=== AIM OF THE EXERCISE ===
In the entries that follow, which lines hold the string "enumerate"? List them.
##### EXERCISE MATERIAL
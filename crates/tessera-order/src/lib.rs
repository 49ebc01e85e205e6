//! Tessera Order - Keeping array order and fractional indices in sync
//!
//! This crate implements the sequence side of the order-key engine:
//! - Validation of the ordering invariant
//! - Ordering by fractional index
//! - Minimal repair of broken indices
//! - Rekeying of moved elements
//! - Z-order moves

pub mod indices;
pub mod zindex;

pub use indices::*;
pub use zindex::*;
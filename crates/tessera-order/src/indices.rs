//! Fractional index validation, ordering and repair
//!
//! The element array is the cached order; fractional indices are what
//! replicas agree on. These functions keep the two in sync:
//!
//! - [`validate_fractional_indices`] reports the first broken pair
//! - [`order_by_fractional_index`] rebuilds the array order from the keys
//! - [`restore_fractional_indices`] rewrites the fewest keys needed to make
//!   the keys follow the array order
//! - [`update_fractional_indices`] rewrites only the keys of moved elements

use std::collections::HashSet;
use std::ops::Range;

use tessera_core::{
    generate_n_keys_between, Element, ElementId, ElementUpdate, InvalidFractionalIndexError,
    OrderKey, OrderKeyError,
};
use tracing::{debug, error, trace};

/// Ensure every element has a key and keys strictly increase.
///
/// Scans the whole sequence once; the error describes the first violation and
/// counts all of them.
pub fn validate_fractional_indices<P>(
    elements: &[Element<P>],
) -> Result<(), InvalidFractionalIndexError> {
    let mut first: Option<usize> = None;
    let mut violations = 0;

    for (position, element) in elements.iter().enumerate() {
        let predecessor = position
            .checked_sub(1)
            .and_then(|p| elements[p].index());
        let valid = match (predecessor, element.index()) {
            (_, None) => false,
            (None, Some(_)) => true,
            (Some(prev), Some(current)) => prev < current,
        };

        if !valid {
            violations += 1;
            first.get_or_insert(position);
        }
    }

    match first {
        None => Ok(()),
        Some(position) => Err(InvalidFractionalIndexError {
            position,
            predecessor: position
                .checked_sub(1)
                .map(|p| elements[p].key_context()),
            element: elements[position].key_context(),
            violations,
        }),
    }
}

/// Check if keys are present and strictly increasing
pub fn has_valid_fractional_indices<P>(elements: &[Element<P>]) -> bool {
    are_keys_ordered(elements.iter().map(Element::index))
}

/// Reorder elements by their fractional indices.
///
/// Ties on equal keys are broken by id, so the result does not depend on
/// the input order. Elements without a key have no position of their own:
/// they travel with the closest keyed element before them, and unkeyed
/// elements at the very start stay first.
pub fn order_by_fractional_index<P>(elements: Vec<Element<P>>) -> Vec<Element<P>> {
    let len = elements.len();
    let mut groups: Vec<Vec<Element<P>>> = Vec::new();

    for element in elements {
        match groups.last_mut() {
            Some(group) if element.index().is_none() => group.push(element),
            _ => groups.push(vec![element]),
        }
    }

    // Only the first group can start with an unkeyed element; `None` sorts
    // before any key, so it stays in front.
    groups.sort_by(|a, b| {
        let (a, b) = (&a[0], &b[0]);
        a.index().cmp(&b.index()).then_with(|| a.id().cmp(b.id()))
    });

    let mut ordered = Vec::with_capacity(len);
    for group in groups {
        ordered.extend(group);
    }
    ordered
}

/// Rewrite the fewest keys needed to make indices follow the array order.
///
/// The longest strictly increasing run of existing keys is kept (the earliest
/// one when several are equally long); every other element gets a fresh key
/// between its kept neighbours. Order and length never change. Rewrites go
/// through [`Element::update`], so rewritten elements get a new version.
///
/// Returns the number of rewritten keys.
pub fn restore_fractional_indices<P>(elements: &mut [Element<P>]) -> usize {
    let rewrites = match plan_run_keys(elements, 0..elements.len(), None, None) {
        Ok(rewrites) => rewrites,
        Err(err) => {
            error!(error = %err, "Failed to regenerate fractional indices, rekeying all");
            return rekey_all(elements);
        }
    };

    let count = rewrites.len();
    apply_keys(elements, rewrites);

    if count > 0 {
        debug!(
            restored = count,
            total = elements.len(),
            "Restored fractional indices"
        );
    }
    count
}

/// Rewrite keys of moved elements so they follow the array order.
///
/// `changed` names the elements that were moved. Each contiguous run of them
/// is repaired between its unchanged neighbours, keeping the keys that
/// already fit there, so calling this twice is a no-op. When the neighbours
/// are not ordered themselves, or the result would still be invalid, falls
/// back to [`restore_fractional_indices`].
///
/// Returns the number of rewritten keys.
pub fn update_fractional_indices<P>(
    elements: &mut [Element<P>],
    changed: &HashSet<ElementId>,
) -> usize {
    let rewrites = match plan_moved_keys(elements, changed) {
        Some(rewrites) => rewrites,
        None => {
            trace!("Moved elements cannot be rekeyed in place, restoring all indices");
            return restore_fractional_indices(elements);
        }
    };

    let mut candidates: Vec<Option<&OrderKey>> = elements.iter().map(Element::index).collect();
    for (position, key) in &rewrites {
        candidates[*position] = Some(key);
    }
    if !are_keys_ordered(candidates.into_iter()) {
        trace!("Rekeyed moved elements are still unordered, restoring all indices");
        return restore_fractional_indices(elements);
    }

    let count = rewrites.len();
    apply_keys(elements, rewrites);
    count
}

/// Plan new keys for runs of moved elements.
///
/// `None` means the runs cannot be rekeyed between their neighbours.
fn plan_moved_keys<P>(
    elements: &[Element<P>],
    changed: &HashSet<ElementId>,
) -> Option<Vec<(usize, OrderKey)>> {
    let mut rewrites = Vec::new();
    let mut position = 0;

    while position < elements.len() {
        if !changed.contains(elements[position].id()) {
            position += 1;
            continue;
        }

        let start = position;
        while position < elements.len() && changed.contains(elements[position].id()) {
            position += 1;
        }

        let lower = match start.checked_sub(1) {
            Some(p) => Some(elements[p].index()?),
            None => None,
        };
        let upper = match elements.get(position) {
            Some(element) => Some(element.index()?),
            None => None,
        };
        if let (Some(lower), Some(upper)) = (lower, upper) {
            if lower >= upper {
                return None;
            }
        }

        rewrites.extend(plan_run_keys(elements, start..position, lower, upper).ok()?);
    }

    Some(rewrites)
}

/// Plan keys for one run so that it fits strictly between `lower` and `upper`.
///
/// Keys that already fit and form the earliest longest increasing
/// subsequence are kept; everything between them is regenerated.
fn plan_run_keys<P>(
    elements: &[Element<P>],
    run: Range<usize>,
    lower: Option<&OrderKey>,
    upper: Option<&OrderKey>,
) -> Result<Vec<(usize, OrderKey)>, OrderKeyError> {
    let fits = |key: &OrderKey| {
        lower.map_or(true, |lower| lower < key) && upper.map_or(true, |upper| key < upper)
    };
    let keys: Vec<Option<&OrderKey>> = elements[run.clone()]
        .iter()
        .map(|element| element.index().filter(|key| fits(*key)))
        .collect();
    let kept = longest_increasing_keys(&keys);

    let mut rewrites = Vec::new();
    let mut start = 0;
    let bounds = kept.iter().map(Some).chain(std::iter::once(None));

    for bound in bounds {
        let end = bound.copied().unwrap_or(keys.len());
        if end > start {
            let gap_lower = match start.checked_sub(1) {
                Some(p) => keys[p],
                None => lower,
            };
            let gap_upper = match bound {
                Some(&p) => keys[p],
                None => upper,
            };
            let generated = generate_n_keys_between(gap_lower, gap_upper, end - start)?;
            rewrites.extend((run.start + start..run.start + end).zip(generated));
        }
        start = end + 1;
    }

    Ok(rewrites)
}

/// Positions of the earliest longest strictly increasing subsequence of keys.
///
/// Walks right to left recording, for every present key, the length of the
/// longest increasing subsequence starting there, then picks greedily from
/// the left.
fn longest_increasing_keys(keys: &[Option<&OrderKey>]) -> Vec<usize> {
    let mut lengths = vec![0usize; keys.len()];
    // heads[k]: greatest first key of an increasing subsequence of length k + 1
    let mut heads: Vec<&OrderKey> = Vec::new();

    for (position, key) in keys.iter().enumerate().rev() {
        let Some(key) = *key else {
            continue;
        };
        let slot = heads.partition_point(|head| *head > key);
        if slot == heads.len() {
            heads.push(key);
        } else {
            heads[slot] = key;
        }
        lengths[position] = slot + 1;
    }

    let mut kept = Vec::with_capacity(heads.len());
    let mut needed = heads.len();
    let mut previous: Option<&OrderKey> = None;

    for (position, key) in keys.iter().enumerate() {
        if needed == 0 {
            break;
        }
        let Some(key) = *key else {
            continue;
        };
        if lengths[position] == needed && previous.map_or(true, |prev| prev < key) {
            kept.push(position);
            previous = Some(key);
            needed -= 1;
        }
    }

    kept
}

fn apply_keys<P>(elements: &mut [Element<P>], rewrites: Vec<(usize, OrderKey)>) {
    for (position, key) in rewrites {
        elements[position].update(ElementUpdate::new().index(key));
    }
}

/// Rekey every element from scratch with keys that cannot fail to generate
fn rekey_all<P>(elements: &mut [Element<P>]) -> usize {
    let mut previous: Option<OrderKey> = None;
    for element in elements.iter_mut() {
        let key = OrderKey::after(previous.as_ref());
        element.update(ElementUpdate::new().index(key.clone()));
        previous = Some(key);
    }
    elements.len()
}

fn are_keys_ordered<'a>(keys: impl Iterator<Item = Option<&'a OrderKey>>) -> bool {
    let mut previous: Option<&OrderKey> = None;
    for key in keys {
        let Some(key) = key else {
            return false;
        };
        if previous.is_some_and(|prev| prev >= key) {
            return false;
        }
        previous = Some(key);
    }
    true
}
##########
=== TASK OUTPUT ===
    for (position, element) in elements.iter().enumerate() {
    for (position, key) in keys.iter().enumerate().rev() {
    for (position, key) in keys.iter().enumerate() {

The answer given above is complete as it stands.